*** Opening Records shown ***

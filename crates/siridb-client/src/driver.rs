//! The per-connection driver task.
//!
//! The driver owns the transport, the stream buffer inside it, the dispatch
//! table and the session state. It multiplexes two event sources: commands
//! from [`Connection`](crate::Connection) handles and reads from the socket.
//! Writes go out in the order commands arrive, inbound packages are
//! dispatched in arrival order.

use std::sync::{Arc, Weak};

use siridb_codec::{CodecError, Package, Transport};
use tokio::io::{AsyncRead, AsyncWrite};
use tokio::sync::mpsc;

use crate::connection::{Command, Shared};
use crate::dispatch::{DispatchTable, Resolution};
use crate::error::{Error, INVALID_PACKAGE_CLOSE, Misuse};
use crate::funnel;
use crate::hooks::ConnectionHooks;
use crate::pending::PendingWrite;
use crate::state::SessionState;

/// Close reason when none was given.
pub const DEFAULT_CLOSE_REASON: &str = "connection closed";

pub(crate) struct Driver<T>
where
    T: AsyncRead + AsyncWrite,
{
    transport: Transport<T>,
    table: DispatchTable,
    commands: mpsc::UnboundedReceiver<Command>,
    hooks: Arc<dyn ConnectionHooks>,
    shared: Weak<Shared>,
    session: SessionState,
}

impl<T> Driver<T>
where
    T: AsyncRead + AsyncWrite,
{
    pub(crate) fn new(
        transport: Transport<T>,
        commands: mpsc::UnboundedReceiver<Command>,
        hooks: Arc<dyn ConnectionHooks>,
        shared: Weak<Shared>,
    ) -> Self {
        Self {
            transport,
            table: DispatchTable::new(),
            commands,
            hooks,
            shared,
            session: SessionState::Closed,
        }
    }

    /// Send the handshake, then serve commands and reads until closed.
    pub(crate) async fn run(mut self, handshake: PendingWrite) {
        self.session = SessionState::Handshaking {
            pid: handshake.pid(),
        };
        tracing::debug!(pid = handshake.pid(), "sending handshake");
        // No session can follow a handshake that never reached the wire.
        if let Some(error) = self.send(handshake).await {
            self.close(&close_reason(&error));
        }

        while !self.session.is_closed() {
            tokio::select! {
                command = self.commands.recv() => match command {
                    Some(Command::Submit(write)) => self.submit(write).await,
                    Some(Command::Close(reason)) => {
                        self.close(reason.as_deref().unwrap_or(DEFAULT_CLOSE_REASON));
                    }
                    None => self.close(DEFAULT_CLOSE_REASON),
                },
                read = self.transport.read_chunk() => self.on_read(read),
            }
        }

        release(&mut self.commands, &self.shared);
        if let Err(e) = self.transport.shutdown().await {
            tracing::trace!(error = %e, "write half shutdown failed");
        }
    }

    async fn submit(&mut self, mut write: PendingWrite) {
        let admitted = self.session.admit(&write).and_then(|()| {
            if self.table.contains(write.pid()) {
                Err(Misuse::DuplicatePid(write.pid()).into())
            } else {
                Ok(())
            }
        });
        match admitted {
            Ok(()) => {
                if let Some(error) = self.send(write).await {
                    tracing::trace!(error = %error, "write failed");
                }
            }
            Err(e) => funnel::fail(&mut write, e),
        }
    }

    /// Write one package and track it. Returns the error the write failed
    /// with, after completing it.
    async fn send(&mut self, mut write: PendingWrite) -> Option<Error> {
        let package = match write.submit() {
            Ok(package) => package,
            Err(e) => return Some(fail(&mut write, e)),
        };
        let pid = write.pid();
        tracing::debug!(pid, tp = package.tp(), len = package.total_size(), "sending package");

        match self.transport.send(package).await {
            Ok(()) => {
                if let Err(e) = write.mark_sent() {
                    return Some(fail(&mut write, e));
                }
                if let Err(mut write) = self.table.insert(write) {
                    return Some(fail(&mut write, Misuse::DuplicatePid(pid).into()));
                }
                None
            }
            // Rejected by the encoder before any byte hit the wire.
            Err(CodecError::InvalidPackage(e)) => Some(fail(&mut write, e.into())),
            Err(e) => {
                let error = fail(&mut write, Error::from(e));
                self.close(&close_reason(&error));
                Some(error)
            }
        }
    }

    fn on_read(&mut self, read: Result<usize, CodecError>) {
        let error = match read {
            Ok(0) => {
                tracing::debug!("connection closed by peer");
                self.close(DEFAULT_CLOSE_REASON);
                return;
            }
            Ok(n) => match self.on_data(n) {
                Some(error) => error,
                None => return,
            },
            Err(e) => Error::from(e),
        };
        self.close(&close_reason(&error));
    }

    /// Dispatch every package completed by `n` fresh bytes. Returns the
    /// framing error that halted extraction, if any.
    fn on_data(&mut self, n: usize) -> Option<Error> {
        let Self {
            transport,
            table,
            session,
            hooks,
            ..
        } = self;

        for frame in transport.frames(n) {
            match frame {
                Ok(package) => dispatch(table, session, hooks.as_ref(), package),
                Err(e) => return Some(e.into()),
            }
        }
        None
    }

    fn close(&mut self, reason: &str) {
        if self.session.is_closed() {
            return;
        }
        self.session = SessionState::Closed;

        tracing::debug!(reason, outstanding = self.table.len(), "closing connection");
        self.hooks.on_close(reason);
        self.table
            .fail_all(&Error::ConnectionClosed(reason.to_string()));
    }
}

fn dispatch(
    table: &mut DispatchTable,
    session: &mut SessionState,
    hooks: &dyn ConnectionHooks,
    package: Package,
) {
    session.observe(package.pid(), package.tp());
    if let Resolution::Unmatched { pid, tp } = table.resolve(package) {
        tracing::warn!(pid, tp, "received package with no matching request");
        hooks.on_error(&format!("no request found for package id {pid}"));
    }
}

fn fail(write: &mut PendingWrite, error: Error) -> Error {
    funnel::fail(write, error.clone());
    error
}

fn close_reason(error: &Error) -> String {
    match error {
        Error::InvalidPackage(_) => INVALID_PACKAGE_CLOSE.to_string(),
        Error::ConnectionClosed(reason) => reason.clone(),
        other => other.to_string(),
    }
}

/// Detach a finished driver's command channel from its connection and fail
/// whatever was still queued on it.
pub(crate) fn release(commands: &mut mpsc::UnboundedReceiver<Command>, shared: &Weak<Shared>) {
    commands.close();
    if let Some(shared) = shared.upgrade() {
        shared.clear_closed_sender();
    }
    while let Ok(command) = commands.try_recv() {
        if let Command::Submit(mut write) = command {
            funnel::fail(&mut write, Error::NotConnected);
        }
    }
}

*** Closing Records shown ***

The records above are to be written out again word for word.

filename crates/siridb-client/src/driver.rs
//! The per-connection driver task.
//!
//! The driver owns the transport, the stream buffer inside it, the dispatch
//! table and the session state. It multiplexes two event sources: commands
//! from [`Connection`](crate::Connection) handles and reads from the socket.
//! Writes go out in the order commands arrive, inbound packages are
//! dispatched in arrival order.

use std::sync::{Arc, Weak};

use siridb_codec::{CodecError, Package, Transport};
use tokio::io::{AsyncRead, AsyncWrite};
use tokio::sync::mpsc;

use crate::connection::{Command, Shared};
use crate::dispatch::{DispatchTable, Resolution};
use crate::error::{Error, INVALID_PACKAGE_CLOSE, Misuse};
use crate::funnel;
use crate::hooks::ConnectionHooks;
use crate::pending::PendingWrite;
use crate::state::SessionState;

/// Close reason when none was given.
pub const DEFAULT_CLOSE_REASON: &str = "connection closed";

pub(crate) struct Driver<T>
where
    T: AsyncRead + AsyncWrite,
{
    transport: Transport<T>,
    table: DispatchTable,
    commands: mpsc::UnboundedReceiver<Command>,
    hooks: Arc<dyn ConnectionHooks>,
    shared: Weak<Shared>,
    session: SessionState,
}

impl<T> Driver<T>
where
    T: AsyncRead + AsyncWrite,
{
    pub(crate) fn new(
        transport: Transport<T>,
        commands: mpsc::UnboundedReceiver<Command>,
        hooks: Arc<dyn ConnectionHooks>,
        shared: Weak<Shared>,
    ) -> Self {
        Self {
            transport,
            table: DispatchTable::new(),
            commands,
            hooks,
            shared,
            session: SessionState::Closed,
        }
    }

    /// Send the handshake, then serve commands and reads until closed.
    pub(crate) async fn run(mut self, handshake: PendingWrite) {
        self.session = SessionState::Handshaking {
            pid: handshake.pid(),
        };
        tracing::debug!(pid = handshake.pid(), "sending handshake");
        // No session can follow a handshake that never reached the wire.
        if let Some(error) = self.send(handshake).await {
            self.close(&close_reason(&error));
        }

        while !self.session.is_closed() {
            tokio::select! {
                command = self.commands.recv() => match command {
                    Some(Command::Submit(write)) => self.submit(write).await,
                    Some(Command::Close(reason)) => {
                        self.close(reason.as_deref().unwrap_or(DEFAULT_CLOSE_REASON));
                    }
                    None => self.close(DEFAULT_CLOSE_REASON),
                },
                read = self.transport.read_chunk() => self.on_read(read),
            }
        }

        release(&mut self.commands, &self.shared);
        if let Err(e) = self.transport.shutdown().await {
            tracing::trace!(error = %e, "write half shutdown failed");
        }
    }

    async fn submit(&mut self, mut write: PendingWrite) {
        let admitted = self.session.admit(&write).and_then(|()| {
            if self.table.contains(write.pid()) {
                Err(Misuse::DuplicatePid(write.pid()).into())
            } else {
                Ok(())
            }
        });
        match admitted {
            Ok(()) => {
                if let Some(error) = self.send(write).await {
                    tracing::trace!(error = %error, "write failed");
                }
            }
            Err(e) => funnel::fail(&mut write, e),
        }
    }

    /// Write one package and track it. Returns the error the write failed
    /// with, after completing it.
    async fn send(&mut self, mut write: PendingWrite) -> Option<Error> {
        let package = match write.submit() {
            Ok(package) => package,
            Err(e) => return Some(fail(&mut write, e)),
        };
        let pid = write.pid();
        tracing::debug!(pid, tp = package.tp(), len = package.total_size(), "sending package");

        match self.transport.send(package).await {
            Ok(()) => {
                if let Err(e) = write.mark_sent() {
                    return Some(fail(&mut write, e));
                }
                if let Err(mut write) = self.table.insert(write) {
                    return Some(fail(&mut write, Misuse::DuplicatePid(pid).into()));
                }
                None
            }
            // Rejected by the encoder before any byte hit the wire.
            Err(CodecError::InvalidPackage(e)) => Some(fail(&mut write, e.into())),
            Err(e) => {
                let error = fail(&mut write, Error::from(e));
                self.close(&close_reason(&error));
                Some(error)
            }
        }
    }

    fn on_read(&mut self, read: Result<usize, CodecError>) {
        let error = match read {
            Ok(0) => {
                tracing::debug!("connection closed by peer");
                self.close(DEFAULT_CLOSE_REASON);
                return;
            }
            Ok(n) => match self.on_data(n) {
                Some(error) => error,
                None => return,
            },
            Err(e) => Error::from(e),
        };
        self.close(&close_reason(&error));
    }

    /// Dispatch every package completed by `n` fresh bytes. Returns the
    /// framing error that halted extraction, if any.
    fn on_data(&mut self, n: usize) -> Option<Error> {
        let Self {
            transport,
            table,
            session,
            hooks,
            ..
        } = self;

        for frame in transport.frames(n) {
            match frame {
                Ok(package) => dispatch(table, session, hooks.as_ref(), package),
                Err(e) => return Some(e.into()),
            }
        }
        None
    }

    fn close(&mut self, reason: &str) {
        if self.session.is_closed() {
            return;
        }
        self.session = SessionState::Closed;

        tracing::debug!(reason, outstanding = self.table.len(), "closing connection");
        self.hooks.on_close(reason);
        self.table
            .fail_all(&Error::ConnectionClosed(reason.to_string()));
    }
}

fn dispatch(
    table: &mut DispatchTable,
    session: &mut SessionState,
    hooks: &dyn ConnectionHooks,
    package: Package,
) {
    session.observe(package.pid(), package.tp());
    if let Resolution::Unmatched { pid, tp } = table.resolve(package) {
        tracing::warn!(pid, tp, "received package with no matching request");
        hooks.on_error(&format!("no request found for package id {pid}"));
    }
}

fn fail(write: &mut PendingWrite, error: Error) -> Error {
    funnel::fail(write, error.clone());
    error
}

fn close_reason(error: &Error) -> String {
    match error {
        Error::InvalidPackage(_) => INVALID_PACKAGE_CLOSE.to_string(),
        Error::ConnectionClosed(reason) => reason.clone(),
        other => other.to_string(),
    }
}

/// Detach a finished driver's command channel from its connection and fail
/// whatever was still queued on it.
pub(crate) fn release(commands: &mut mpsc::UnboundedReceiver<Command>, shared: &Weak<Shared>) {
    commands.close();
    if let Some(shared) = shared.upgrade() {
        shared.clear_closed_sender();
    }
    while let Ok(command) = commands.try_recv() {
        if let Command::Submit(mut write) = command {
            funnel::fail(&mut write, Error::NotConnected);
        }
    }
}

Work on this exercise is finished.